Но возвращение к прежней жизни, вращавшейся между царскосельским кружком военных товарищей и петербургским бомондом, мало утешало Лермонтова. Жизнь эта утратила уже для него ту прелесть и поэзию, в которых до его ссылки на Кавказ главную роль играл первый пыл молодости. Та скука, которую испытывал Лермонтов в Новгороде, не покидала его и в Царском Селе, отражаясь и на его художественной производительности. «Я здесь по-прежнему скучаю, — пишет он 8 июля С. А. Раевскому, — ученье и маневры производят только усталость. Писать не пишу, печатать хлопотно, да и пробовал, но неудачно».
Начало претить Лермонтову и все петербургское общество во всех его слоях, — пустое, ничтожное, скучающее, чуждое каких-либо высших интересов и руководящих идеалов. С каждым днем все более и более росло его озлобление против всех окружающих людей, — озлобление, заставлявшее его быть беспощадно язвительным и дерзким. Плодом этого настроения и была известная «Дума», относящаяся как раз к этому времени, преисполненная того мрачного пессимизма, с каким смотрел теперь поэт на все современное ему поколение.
Петербургское великосветское общество в свою очередь с каждым днем все более и более раздражалось отношением к нему Лермонтова.

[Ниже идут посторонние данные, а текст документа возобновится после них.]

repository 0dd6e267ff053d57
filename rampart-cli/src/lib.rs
pub mod app;
pub mod telemetry;

pub use app::run as run_app;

Хотя Муравьев и говорит, что Лермонтов в это время был в моде, и его чуть ли не носили на руках, но, очевидно, он разумеет здесь лишь наиболее просвещенных людей, способных ценить в Лермонтове гения. Далеко не все принадлежали к этому числу. Положение поэта напоминало часто положение Пушкина в придворных кружках. Много у него было ненавистников, находивших, что, являясь в высших сферах, он «садился не в свои сани», а дерзость его еще более вооружала против него; и никак не могли простить, что молодой гвардейский офицерик выказывал независимость характера и презрительность в обращении с людьми, требовавшими поклонения и выражения униженного почтения. Немало способствовало неприязни к поэту внимание, оказываемое ему женщинами, в которых был влюблен весь петербургский бомонд, каковы были графиня Мусина-Пушкина и княгиня Щербатова, урожденная Штерич. Общая и с каждым днем возраставшая неприязнь к Лермонтову мужской части посетителей светских салонов рельефно выразилась в повести «Большой свет», написанной графом Соллогубом по желанию лиц из высших сфер.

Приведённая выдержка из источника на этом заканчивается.